» Problem to solve:
Could you filter the data below down to the lines that hold the word "ModuleParams"?

Provided data Start Marker

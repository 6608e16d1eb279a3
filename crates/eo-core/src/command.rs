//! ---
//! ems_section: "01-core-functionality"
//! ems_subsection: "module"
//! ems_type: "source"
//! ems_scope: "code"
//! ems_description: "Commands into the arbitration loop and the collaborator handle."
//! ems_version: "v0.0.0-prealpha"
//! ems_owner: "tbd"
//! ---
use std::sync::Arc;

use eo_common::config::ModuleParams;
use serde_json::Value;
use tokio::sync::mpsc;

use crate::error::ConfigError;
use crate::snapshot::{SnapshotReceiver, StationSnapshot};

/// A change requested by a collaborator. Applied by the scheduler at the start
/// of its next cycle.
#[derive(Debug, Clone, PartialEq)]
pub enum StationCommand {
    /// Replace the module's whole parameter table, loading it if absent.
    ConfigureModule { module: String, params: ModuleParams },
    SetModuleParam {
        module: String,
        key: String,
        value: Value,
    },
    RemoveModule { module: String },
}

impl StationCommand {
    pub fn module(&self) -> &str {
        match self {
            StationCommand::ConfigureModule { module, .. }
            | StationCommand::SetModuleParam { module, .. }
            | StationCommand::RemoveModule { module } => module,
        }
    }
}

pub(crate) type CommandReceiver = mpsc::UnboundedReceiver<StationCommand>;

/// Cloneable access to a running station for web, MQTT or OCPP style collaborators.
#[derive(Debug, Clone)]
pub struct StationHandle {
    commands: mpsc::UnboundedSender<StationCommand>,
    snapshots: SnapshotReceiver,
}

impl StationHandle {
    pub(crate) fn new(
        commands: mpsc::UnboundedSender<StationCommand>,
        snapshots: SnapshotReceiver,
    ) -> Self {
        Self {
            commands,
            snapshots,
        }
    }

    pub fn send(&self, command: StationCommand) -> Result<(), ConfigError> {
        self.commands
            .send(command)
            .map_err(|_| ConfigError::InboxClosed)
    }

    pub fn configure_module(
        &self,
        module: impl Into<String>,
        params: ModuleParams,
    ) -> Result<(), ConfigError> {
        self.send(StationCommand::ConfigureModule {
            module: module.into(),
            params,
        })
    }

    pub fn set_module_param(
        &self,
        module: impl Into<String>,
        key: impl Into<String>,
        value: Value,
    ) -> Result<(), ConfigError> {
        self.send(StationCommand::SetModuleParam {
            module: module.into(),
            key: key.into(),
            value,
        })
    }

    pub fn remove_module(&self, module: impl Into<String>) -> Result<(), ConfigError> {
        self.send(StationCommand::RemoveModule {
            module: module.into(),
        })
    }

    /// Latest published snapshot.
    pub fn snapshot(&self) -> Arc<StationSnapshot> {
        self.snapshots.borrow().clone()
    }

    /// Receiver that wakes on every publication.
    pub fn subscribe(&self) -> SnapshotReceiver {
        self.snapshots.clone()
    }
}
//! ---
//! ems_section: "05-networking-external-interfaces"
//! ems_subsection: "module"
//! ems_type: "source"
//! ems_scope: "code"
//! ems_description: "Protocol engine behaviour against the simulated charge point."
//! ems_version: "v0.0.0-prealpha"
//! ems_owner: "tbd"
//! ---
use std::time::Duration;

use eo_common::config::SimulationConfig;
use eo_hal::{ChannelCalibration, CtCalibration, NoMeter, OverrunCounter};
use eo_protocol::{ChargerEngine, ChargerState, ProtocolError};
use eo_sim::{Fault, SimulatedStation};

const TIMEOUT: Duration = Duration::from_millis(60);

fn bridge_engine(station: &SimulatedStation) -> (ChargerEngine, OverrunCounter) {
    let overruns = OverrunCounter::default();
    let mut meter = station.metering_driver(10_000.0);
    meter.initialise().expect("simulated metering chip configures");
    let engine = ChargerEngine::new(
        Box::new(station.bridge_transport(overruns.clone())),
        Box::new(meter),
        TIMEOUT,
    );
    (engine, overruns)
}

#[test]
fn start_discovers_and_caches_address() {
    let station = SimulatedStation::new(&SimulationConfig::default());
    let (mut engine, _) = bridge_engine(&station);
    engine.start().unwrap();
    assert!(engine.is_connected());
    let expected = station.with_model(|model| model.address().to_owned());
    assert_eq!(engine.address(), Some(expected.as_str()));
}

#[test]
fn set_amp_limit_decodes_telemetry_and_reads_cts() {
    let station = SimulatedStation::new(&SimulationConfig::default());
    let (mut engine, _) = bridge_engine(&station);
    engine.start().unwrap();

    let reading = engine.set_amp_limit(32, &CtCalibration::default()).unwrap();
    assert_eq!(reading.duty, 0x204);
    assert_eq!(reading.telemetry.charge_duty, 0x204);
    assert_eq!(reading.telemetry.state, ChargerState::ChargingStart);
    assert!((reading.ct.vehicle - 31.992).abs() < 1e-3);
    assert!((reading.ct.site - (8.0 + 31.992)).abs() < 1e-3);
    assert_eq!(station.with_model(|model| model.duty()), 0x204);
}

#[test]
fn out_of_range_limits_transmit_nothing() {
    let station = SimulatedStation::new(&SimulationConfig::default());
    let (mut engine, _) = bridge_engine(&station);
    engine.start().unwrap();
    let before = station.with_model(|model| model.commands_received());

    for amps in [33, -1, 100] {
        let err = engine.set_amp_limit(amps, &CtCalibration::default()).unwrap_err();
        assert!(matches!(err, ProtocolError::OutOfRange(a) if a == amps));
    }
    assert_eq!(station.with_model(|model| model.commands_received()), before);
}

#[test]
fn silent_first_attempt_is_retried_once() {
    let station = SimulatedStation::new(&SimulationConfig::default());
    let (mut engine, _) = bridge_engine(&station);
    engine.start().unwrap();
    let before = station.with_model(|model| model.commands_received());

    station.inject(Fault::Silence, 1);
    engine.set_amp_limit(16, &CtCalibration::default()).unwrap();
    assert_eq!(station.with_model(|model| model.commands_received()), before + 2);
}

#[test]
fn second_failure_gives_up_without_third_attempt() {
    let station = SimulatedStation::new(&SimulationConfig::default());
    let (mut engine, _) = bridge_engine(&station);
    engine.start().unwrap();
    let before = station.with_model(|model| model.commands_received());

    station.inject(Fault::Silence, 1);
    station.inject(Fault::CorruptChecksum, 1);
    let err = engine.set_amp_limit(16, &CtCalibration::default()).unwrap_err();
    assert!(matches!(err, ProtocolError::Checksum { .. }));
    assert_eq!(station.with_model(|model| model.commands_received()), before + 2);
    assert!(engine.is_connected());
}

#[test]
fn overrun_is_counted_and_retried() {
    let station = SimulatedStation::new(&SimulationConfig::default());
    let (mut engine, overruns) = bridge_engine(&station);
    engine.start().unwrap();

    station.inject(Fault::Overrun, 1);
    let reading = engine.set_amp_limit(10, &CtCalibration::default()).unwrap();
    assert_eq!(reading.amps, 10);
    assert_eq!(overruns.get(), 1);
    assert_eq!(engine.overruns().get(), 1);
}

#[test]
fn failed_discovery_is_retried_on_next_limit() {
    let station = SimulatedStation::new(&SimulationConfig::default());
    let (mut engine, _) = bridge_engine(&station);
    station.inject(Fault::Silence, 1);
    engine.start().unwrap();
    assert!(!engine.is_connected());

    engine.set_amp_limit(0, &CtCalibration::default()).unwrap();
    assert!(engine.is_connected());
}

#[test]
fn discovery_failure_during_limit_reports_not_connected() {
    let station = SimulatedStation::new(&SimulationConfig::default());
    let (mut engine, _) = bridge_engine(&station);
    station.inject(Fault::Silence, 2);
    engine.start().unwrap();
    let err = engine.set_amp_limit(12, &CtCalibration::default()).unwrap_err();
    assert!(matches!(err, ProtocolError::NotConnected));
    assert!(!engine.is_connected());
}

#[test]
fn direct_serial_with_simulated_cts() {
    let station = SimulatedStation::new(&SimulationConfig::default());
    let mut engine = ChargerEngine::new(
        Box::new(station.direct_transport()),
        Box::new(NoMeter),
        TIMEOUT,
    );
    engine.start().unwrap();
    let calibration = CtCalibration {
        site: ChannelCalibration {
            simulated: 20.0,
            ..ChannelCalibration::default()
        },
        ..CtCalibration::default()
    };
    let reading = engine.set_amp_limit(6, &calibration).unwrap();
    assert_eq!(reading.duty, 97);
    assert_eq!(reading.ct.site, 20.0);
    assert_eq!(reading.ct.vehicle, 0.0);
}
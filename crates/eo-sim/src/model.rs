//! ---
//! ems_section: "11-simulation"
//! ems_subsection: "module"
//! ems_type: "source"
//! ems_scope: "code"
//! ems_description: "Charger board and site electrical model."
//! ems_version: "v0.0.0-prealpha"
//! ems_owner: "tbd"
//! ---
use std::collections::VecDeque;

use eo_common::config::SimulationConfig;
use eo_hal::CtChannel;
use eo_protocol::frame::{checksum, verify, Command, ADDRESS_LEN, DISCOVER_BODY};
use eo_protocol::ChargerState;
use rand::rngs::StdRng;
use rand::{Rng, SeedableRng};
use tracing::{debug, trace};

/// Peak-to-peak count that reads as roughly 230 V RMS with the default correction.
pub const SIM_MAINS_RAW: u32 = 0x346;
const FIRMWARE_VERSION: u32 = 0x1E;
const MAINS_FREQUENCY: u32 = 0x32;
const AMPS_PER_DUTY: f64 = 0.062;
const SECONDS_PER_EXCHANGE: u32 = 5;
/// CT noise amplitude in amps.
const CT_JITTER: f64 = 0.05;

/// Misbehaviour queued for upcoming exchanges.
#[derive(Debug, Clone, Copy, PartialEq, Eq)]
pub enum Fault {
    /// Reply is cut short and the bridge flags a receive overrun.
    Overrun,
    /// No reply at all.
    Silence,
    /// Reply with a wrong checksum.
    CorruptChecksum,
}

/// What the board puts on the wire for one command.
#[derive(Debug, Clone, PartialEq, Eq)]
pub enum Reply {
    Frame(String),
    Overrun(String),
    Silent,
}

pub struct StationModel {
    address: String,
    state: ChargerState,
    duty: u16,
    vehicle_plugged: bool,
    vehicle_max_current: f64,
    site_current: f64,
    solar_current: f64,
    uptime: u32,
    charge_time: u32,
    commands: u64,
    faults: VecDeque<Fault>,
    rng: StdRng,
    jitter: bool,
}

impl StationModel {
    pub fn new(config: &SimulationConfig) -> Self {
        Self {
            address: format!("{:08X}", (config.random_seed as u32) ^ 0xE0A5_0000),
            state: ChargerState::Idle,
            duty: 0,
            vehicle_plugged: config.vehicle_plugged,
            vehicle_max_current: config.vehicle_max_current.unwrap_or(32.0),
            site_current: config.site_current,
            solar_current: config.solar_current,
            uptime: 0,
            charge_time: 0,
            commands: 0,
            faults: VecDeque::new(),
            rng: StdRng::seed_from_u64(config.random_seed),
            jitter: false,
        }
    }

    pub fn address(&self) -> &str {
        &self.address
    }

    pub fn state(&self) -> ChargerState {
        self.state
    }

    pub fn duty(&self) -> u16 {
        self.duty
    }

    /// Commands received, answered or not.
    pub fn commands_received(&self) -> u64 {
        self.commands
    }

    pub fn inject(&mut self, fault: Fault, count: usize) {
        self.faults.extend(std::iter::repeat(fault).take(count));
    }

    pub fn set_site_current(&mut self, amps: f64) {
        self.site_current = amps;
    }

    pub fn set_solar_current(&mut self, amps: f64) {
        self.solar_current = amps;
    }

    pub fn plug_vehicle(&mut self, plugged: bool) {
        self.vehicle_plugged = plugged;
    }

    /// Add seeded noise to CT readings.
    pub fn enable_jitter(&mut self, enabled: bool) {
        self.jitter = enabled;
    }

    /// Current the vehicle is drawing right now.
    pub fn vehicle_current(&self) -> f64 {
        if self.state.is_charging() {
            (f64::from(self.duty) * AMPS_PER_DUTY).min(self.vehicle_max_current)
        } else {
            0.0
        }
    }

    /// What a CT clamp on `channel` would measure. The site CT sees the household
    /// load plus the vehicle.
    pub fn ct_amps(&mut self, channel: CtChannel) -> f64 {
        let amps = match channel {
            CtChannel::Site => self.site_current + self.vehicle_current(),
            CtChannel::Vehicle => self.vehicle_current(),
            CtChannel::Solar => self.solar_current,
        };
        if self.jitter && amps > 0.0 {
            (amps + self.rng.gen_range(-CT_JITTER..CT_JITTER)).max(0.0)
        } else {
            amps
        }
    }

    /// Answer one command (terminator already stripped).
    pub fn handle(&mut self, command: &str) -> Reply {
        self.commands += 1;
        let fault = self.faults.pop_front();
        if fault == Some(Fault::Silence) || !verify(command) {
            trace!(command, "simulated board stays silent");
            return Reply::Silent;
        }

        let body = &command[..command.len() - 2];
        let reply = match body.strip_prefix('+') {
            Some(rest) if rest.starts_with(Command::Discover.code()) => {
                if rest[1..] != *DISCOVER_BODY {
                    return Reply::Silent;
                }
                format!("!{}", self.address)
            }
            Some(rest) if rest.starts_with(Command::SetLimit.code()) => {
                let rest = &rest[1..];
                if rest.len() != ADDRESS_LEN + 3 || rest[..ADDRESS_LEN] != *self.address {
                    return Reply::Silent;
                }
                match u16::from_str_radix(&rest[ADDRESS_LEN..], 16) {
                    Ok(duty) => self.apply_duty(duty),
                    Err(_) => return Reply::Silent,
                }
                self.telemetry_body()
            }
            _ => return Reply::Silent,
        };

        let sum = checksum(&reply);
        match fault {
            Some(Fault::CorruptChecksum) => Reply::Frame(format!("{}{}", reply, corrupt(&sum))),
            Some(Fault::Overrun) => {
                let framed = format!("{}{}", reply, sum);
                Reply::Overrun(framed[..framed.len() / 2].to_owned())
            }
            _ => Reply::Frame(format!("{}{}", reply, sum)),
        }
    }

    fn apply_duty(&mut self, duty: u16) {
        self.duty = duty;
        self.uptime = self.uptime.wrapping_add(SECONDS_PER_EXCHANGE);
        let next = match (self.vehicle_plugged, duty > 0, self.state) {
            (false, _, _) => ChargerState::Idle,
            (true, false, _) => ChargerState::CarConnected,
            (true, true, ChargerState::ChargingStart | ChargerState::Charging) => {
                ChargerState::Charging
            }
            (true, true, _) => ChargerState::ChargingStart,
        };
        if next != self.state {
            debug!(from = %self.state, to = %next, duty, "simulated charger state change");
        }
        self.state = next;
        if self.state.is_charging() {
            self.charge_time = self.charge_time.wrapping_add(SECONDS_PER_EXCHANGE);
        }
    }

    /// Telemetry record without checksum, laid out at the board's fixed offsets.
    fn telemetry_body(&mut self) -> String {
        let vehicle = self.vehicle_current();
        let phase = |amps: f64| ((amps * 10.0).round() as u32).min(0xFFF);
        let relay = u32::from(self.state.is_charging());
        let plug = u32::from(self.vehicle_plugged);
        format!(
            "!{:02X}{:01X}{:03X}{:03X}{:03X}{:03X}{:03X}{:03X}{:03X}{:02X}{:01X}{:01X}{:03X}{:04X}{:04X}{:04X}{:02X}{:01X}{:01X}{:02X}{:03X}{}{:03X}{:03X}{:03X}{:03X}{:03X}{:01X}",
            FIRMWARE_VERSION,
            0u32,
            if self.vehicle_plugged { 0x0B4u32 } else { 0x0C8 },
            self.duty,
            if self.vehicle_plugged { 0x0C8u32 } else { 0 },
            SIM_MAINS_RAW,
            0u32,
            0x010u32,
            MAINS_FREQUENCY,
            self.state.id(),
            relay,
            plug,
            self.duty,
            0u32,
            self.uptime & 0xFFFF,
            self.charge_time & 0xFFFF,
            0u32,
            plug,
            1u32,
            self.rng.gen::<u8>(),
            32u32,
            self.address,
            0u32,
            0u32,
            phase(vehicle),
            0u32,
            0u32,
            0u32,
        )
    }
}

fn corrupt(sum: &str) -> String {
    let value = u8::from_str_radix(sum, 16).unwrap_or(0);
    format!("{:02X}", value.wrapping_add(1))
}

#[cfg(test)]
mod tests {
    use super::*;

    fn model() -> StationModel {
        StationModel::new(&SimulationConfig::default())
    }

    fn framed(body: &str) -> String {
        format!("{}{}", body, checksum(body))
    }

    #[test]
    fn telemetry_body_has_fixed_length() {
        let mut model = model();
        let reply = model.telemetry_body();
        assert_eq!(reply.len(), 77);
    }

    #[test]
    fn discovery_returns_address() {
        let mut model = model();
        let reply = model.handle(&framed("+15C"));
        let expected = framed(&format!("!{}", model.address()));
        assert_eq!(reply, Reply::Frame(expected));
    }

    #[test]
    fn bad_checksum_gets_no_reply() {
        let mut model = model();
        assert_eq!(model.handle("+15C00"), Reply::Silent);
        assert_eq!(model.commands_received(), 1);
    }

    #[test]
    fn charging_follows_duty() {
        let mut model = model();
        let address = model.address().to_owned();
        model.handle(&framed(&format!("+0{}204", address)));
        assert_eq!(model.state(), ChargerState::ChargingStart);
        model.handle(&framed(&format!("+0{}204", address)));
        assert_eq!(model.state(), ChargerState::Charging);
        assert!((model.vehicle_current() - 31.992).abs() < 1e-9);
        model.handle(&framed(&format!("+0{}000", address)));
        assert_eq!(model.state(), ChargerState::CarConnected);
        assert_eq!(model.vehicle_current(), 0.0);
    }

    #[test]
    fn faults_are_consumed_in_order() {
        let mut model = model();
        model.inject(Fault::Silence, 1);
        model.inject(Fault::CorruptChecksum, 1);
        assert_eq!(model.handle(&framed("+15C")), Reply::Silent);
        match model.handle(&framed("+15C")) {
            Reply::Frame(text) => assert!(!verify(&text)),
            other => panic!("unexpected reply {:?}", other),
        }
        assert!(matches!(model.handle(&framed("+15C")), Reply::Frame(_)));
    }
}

Provided data End Marker

» Answer space:
use eo_common::config::ModuleParams;
    ConfigureModule { module: String, params: ModuleParams },
        params: ModuleParams,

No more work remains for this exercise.